■ TASK GOAL ■
A precise repetition of every line below is the required answer.

■ AVAILABLE DATA ■
use std::sync::atomic::{AtomicUsize, Ordering};

use bytes::Bytes;
use reqwest::header::HeaderMap;
use reqwest::{Body, Method, Request, Url};

use crate::error::TargetError;

/// One HTTP request description. Immutable once yielded by a
/// [`Targeter`]; consumed exactly once by one worker.
#[derive(Debug, Clone, Default, PartialEq)]
pub struct Target {
    pub method: String,
    pub url: String,
    pub body: Bytes,
    pub header: HeaderMap,
}

impl Target {
    /// Builds the wire request. The body is attached from the shared byte
    /// buffer, so redirected requests re-send the same bytes without the
    /// caller supplying a fresh reader.
    pub(crate) fn request(&self) -> Result<Request, TargetError> {
        let method =
            Method::from_bytes(self.method.as_bytes()).map_err(|err| TargetError::InvalidMethod {
                method: self.method.clone(),
                source: err,
            })?;
        let url = Url::parse(&self.url).map_err(|err| TargetError::InvalidUrl {
            url: self.url.clone(),
            source: err,
        })?;

        let mut request = Request::new(method, url);
        *request.headers_mut() = self.header.clone();
        if !self.body.is_empty() {
            *request.body_mut() = Some(Body::from(self.body.clone()));
        }
        Ok(request)
    }
}

/// Source of work for an attack. `fill` either fills the slot and returns
/// `Ok`, or returns an error that is terminal for the whole attack.
///
/// Implementations may be called concurrently from every worker and must be
/// internally synchronized if they hold state.
pub trait Targeter: Send + Sync {
    fn fill(&self, target: &mut Target) -> Result<(), TargetError>;
}

impl<F> Targeter for F
where
    F: Fn(&mut Target) -> Result<(), TargetError> + Send + Sync,
{
    fn fill(&self, target: &mut Target) -> Result<(), TargetError> {
        self(target)
    }
}

/// Round-robin targeter over a fixed list.
#[derive(Debug)]
pub struct StaticTargeter {
    targets: Vec<Target>,
    cursor: AtomicUsize,
}

impl StaticTargeter {
    #[must_use]
    pub const fn new(targets: Vec<Target>) -> Self {
        Self {
            targets,
            cursor: AtomicUsize::new(0),
        }
    }
}

impl Targeter for StaticTargeter {
    fn fill(&self, target: &mut Target) -> Result<(), TargetError> {
        if self.targets.is_empty() {
            return Err(TargetError::NoTargets);
        }
        let idx = self.cursor.fetch_add(1, Ordering::Relaxed);
        let selected = idx.rem_euclid(self.targets.len());
        match self.targets.get(selected) {
            Some(next) => {
                *target = next.clone();
                Ok(())
            }
            None => Err(TargetError::NoTargets),
        }
    }
}

#[cfg(test)]
mod tests {
    use super::*;

    fn get_target(url: &str) -> Target {
        Target {
            method: "GET".to_owned(),
            url: url.to_owned(),
            ..Target::default()
        }
    }

    #[test]
    fn request_carries_method_headers_and_body() -> Result<(), String> {
        let mut target = get_target("http://127.0.0.1:9999/path");
        target.method = "POST".to_owned();
        target.body = Bytes::from_static(b"payload");
        target
            .header
            .insert("x-probe", "1".parse().map_err(|_| "header value")?);

        let request = target
            .request()
            .map_err(|err| format!("build failed: {}", err))?;
        if request.method() != Method::POST {
            return Err("method mismatch".to_owned());
        }
        if !request.headers().contains_key("x-probe") {
            return Err("header lost".to_owned());
        }
        if request.body().is_none() {
            return Err("body lost".to_owned());
        }
        Ok(())
    }

    #[test]
    fn empty_body_is_not_attached() -> Result<(), String> {
        let request = get_target("http://127.0.0.1:9999/")
            .request()
            .map_err(|err| format!("build failed: {}", err))?;
        if request.body().is_some() {
            return Err("unexpected body".to_owned());
        }
        Ok(())
    }

    #[test]
    fn invalid_method_and_url_are_rejected() -> Result<(), String> {
        let mut target = get_target("http://127.0.0.1:9999/");
        target.method = "BAD METHOD".to_owned();
        if !matches!(target.request(), Err(TargetError::InvalidMethod { .. })) {
            return Err("expected method error".to_owned());
        }

        let target = get_target("http://");
        if !matches!(target.request(), Err(TargetError::InvalidUrl { .. })) {
            return Err("expected URL error".to_owned());
        }
        Ok(())
    }

    #[test]
    fn static_targeter_cycles_in_order() -> Result<(), String> {
        let targeter = StaticTargeter::new(vec![
            get_target("http://a.test/"),
            get_target("http://b.test/"),
        ]);
        let mut seen = Vec::new();
        for _ in 0..4 {
            let mut slot = Target::default();
            targeter
                .fill(&mut slot)
                .map_err(|err| format!("fill failed: {}", err))?;
            seen.push(slot.url);
        }
        if seen != ["http://a.test/", "http://b.test/", "http://a.test/", "http://b.test/"] {
            return Err(format!("unexpected order: {:?}", seen));
        }
        Ok(())
    }

    #[test]
    fn empty_static_targeter_reports_no_targets() -> Result<(), String> {
        let targeter = StaticTargeter::new(Vec::new());
        let mut slot = Target::default();
        match targeter.fill(&mut slot) {
            Err(TargetError::NoTargets) => Ok(()),
            other => Err(format!("unexpected: {:?}", other.err())),
        }
    }

    #[test]
    fn closures_are_targeters() -> Result<(), String> {
        let targeter = |target: &mut Target| {
            target.method = "GET".to_owned();
            target.url = "http://c.test/".to_owned();
            Ok(())
        };
        let mut slot = Target::default();
        Targeter::fill(&targeter, &mut slot).map_err(|err| format!("fill failed: {}", err))?;
        if slot.url != "http://c.test/" {
            return Err("closure did not fill slot".to_owned());
        }
        Ok(())
    }
}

■ FINAL ANSWER ■
use std::sync::atomic::{AtomicUsize, Ordering};

use bytes::Bytes;
use reqwest::header::HeaderMap;
use reqwest::{Body, Method, Request, Url};

use crate::error::TargetError;

/// One HTTP request description. Immutable once yielded by a
/// [`Targeter`]; consumed exactly once by one worker.
#[derive(Debug, Clone, Default, PartialEq)]
pub struct Target {
    pub method: String,
    pub url: String,
    pub body: Bytes,
    pub header: HeaderMap,
}

impl Target {
    /// Builds the wire request. The body is attached from the shared byte
    /// buffer, so redirected requests re-send the same bytes without the
    /// caller supplying a fresh reader.
    pub(crate) fn request(&self) -> Result<Request, TargetError> {
        let method =
            Method::from_bytes(self.method.as_bytes()).map_err(|err| TargetError::InvalidMethod {
                method: self.method.clone(),
                source: err,
            })?;
        let url = Url::parse(&self.url).map_err(|err| TargetError::InvalidUrl {
            url: self.url.clone(),
            source: err,
        })?;

        let mut request = Request::new(method, url);
        *request.headers_mut() = self.header.clone();
        if !self.body.is_empty() {
            *request.body_mut() = Some(Body::from(self.body.clone()));
        }
        Ok(request)
    }
}

/// Source of work for an attack. `fill` either fills the slot and returns
/// `Ok`, or returns an error that is terminal for the whole attack.
///
/// Implementations may be called concurrently from every worker and must be
/// internally synchronized if they hold state.
pub trait Targeter: Send + Sync {
    fn fill(&self, target: &mut Target) -> Result<(), TargetError>;
}

impl<F> Targeter for F
where
    F: Fn(&mut Target) -> Result<(), TargetError> + Send + Sync,
{
    fn fill(&self, target: &mut Target) -> Result<(), TargetError> {
        self(target)
    }
}

/// Round-robin targeter over a fixed list.
#[derive(Debug)]
pub struct StaticTargeter {
    targets: Vec<Target>,
    cursor: AtomicUsize,
}

impl StaticTargeter {
    #[must_use]
    pub const fn new(targets: Vec<Target>) -> Self {
        Self {
            targets,
            cursor: AtomicUsize::new(0),
        }
    }
}

impl Targeter for StaticTargeter {
    fn fill(&self, target: &mut Target) -> Result<(), TargetError> {
        if self.targets.is_empty() {
            return Err(TargetError::NoTargets);
        }
        let idx = self.cursor.fetch_add(1, Ordering::Relaxed);
        let selected = idx.rem_euclid(self.targets.len());
        match self.targets.get(selected) {
            Some(next) => {
                *target = next.clone();
                Ok(())
            }
            None => Err(TargetError::NoTargets),
        }
    }
}

#[cfg(test)]
mod tests {
    use super::*;

    fn get_target(url: &str) -> Target {
        Target {
            method: "GET".to_owned(),
            url: url.to_owned(),
            ..Target::default()
        }
    }

    #[test]
    fn request_carries_method_headers_and_body() -> Result<(), String> {
        let mut target = get_target("http://127.0.0.1:9999/path");
        target.method = "POST".to_owned();
        target.body = Bytes::from_static(b"payload");
        target
            .header
            .insert("x-probe", "1".parse().map_err(|_| "header value")?);

        let request = target
            .request()
            .map_err(|err| format!("build failed: {}", err))?;
        if request.method() != Method::POST {
            return Err("method mismatch".to_owned());
        }
        if !request.headers().contains_key("x-probe") {
            return Err("header lost".to_owned());
        }
        if request.body().is_none() {
            return Err("body lost".to_owned());
        }
        Ok(())
    }

    #[test]
    fn empty_body_is_not_attached() -> Result<(), String> {
        let request = get_target("http://127.0.0.1:9999/")
            .request()
            .map_err(|err| format!("build failed: {}", err))?;
        if request.body().is_some() {
            return Err("unexpected body".to_owned());
        }
        Ok(())
    }

    #[test]
    fn invalid_method_and_url_are_rejected() -> Result<(), String> {
        let mut target = get_target("http://127.0.0.1:9999/");
        target.method = "BAD METHOD".to_owned();
        if !matches!(target.request(), Err(TargetError::InvalidMethod { .. })) {
            return Err("expected method error".to_owned());
        }

        let target = get_target("http://");
        if !matches!(target.request(), Err(TargetError::InvalidUrl { .. })) {
            return Err("expected URL error".to_owned());
        }
        Ok(())
    }

    #[test]
    fn static_targeter_cycles_in_order() -> Result<(), String> {
        let targeter = StaticTargeter::new(vec![
            get_target("http://a.test/"),
            get_target("http://b.test/"),
        ]);
        let mut seen = Vec::new();
        for _ in 0..4 {
            let mut slot = Target::default();
            targeter
                .fill(&mut slot)
                .map_err(|err| format!("fill failed: {}", err))?;
            seen.push(slot.url);
        }
        if seen != ["http://a.test/", "http://b.test/", "http://a.test/", "http://b.test/"] {
            return Err(format!("unexpected order: {:?}", seen));
        }
        Ok(())
    }

    #[test]
    fn empty_static_targeter_reports_no_targets() -> Result<(), String> {
        let targeter = StaticTargeter::new(Vec::new());
        let mut slot = Target::default();
        match targeter.fill(&mut slot) {
            Err(TargetError::NoTargets) => Ok(()),
            other => Err(format!("unexpected: {:?}", other.err())),
        }
    }

    #[test]
    fn closures_are_targeters() -> Result<(), String> {
        let targeter = |target: &mut Target| {
            target.method = "GET".to_owned();
            target.url = "http://c.test/".to_owned();
            Ok(())
        };
        let mut slot = Target::default();
        Targeter::fill(&targeter, &mut slot).map_err(|err| format!("fill failed: {}", err))?;
        if slot.url != "http://c.test/" {
            return Err("closure did not fill slot".to_owned());
        }
        Ok(())
    }
}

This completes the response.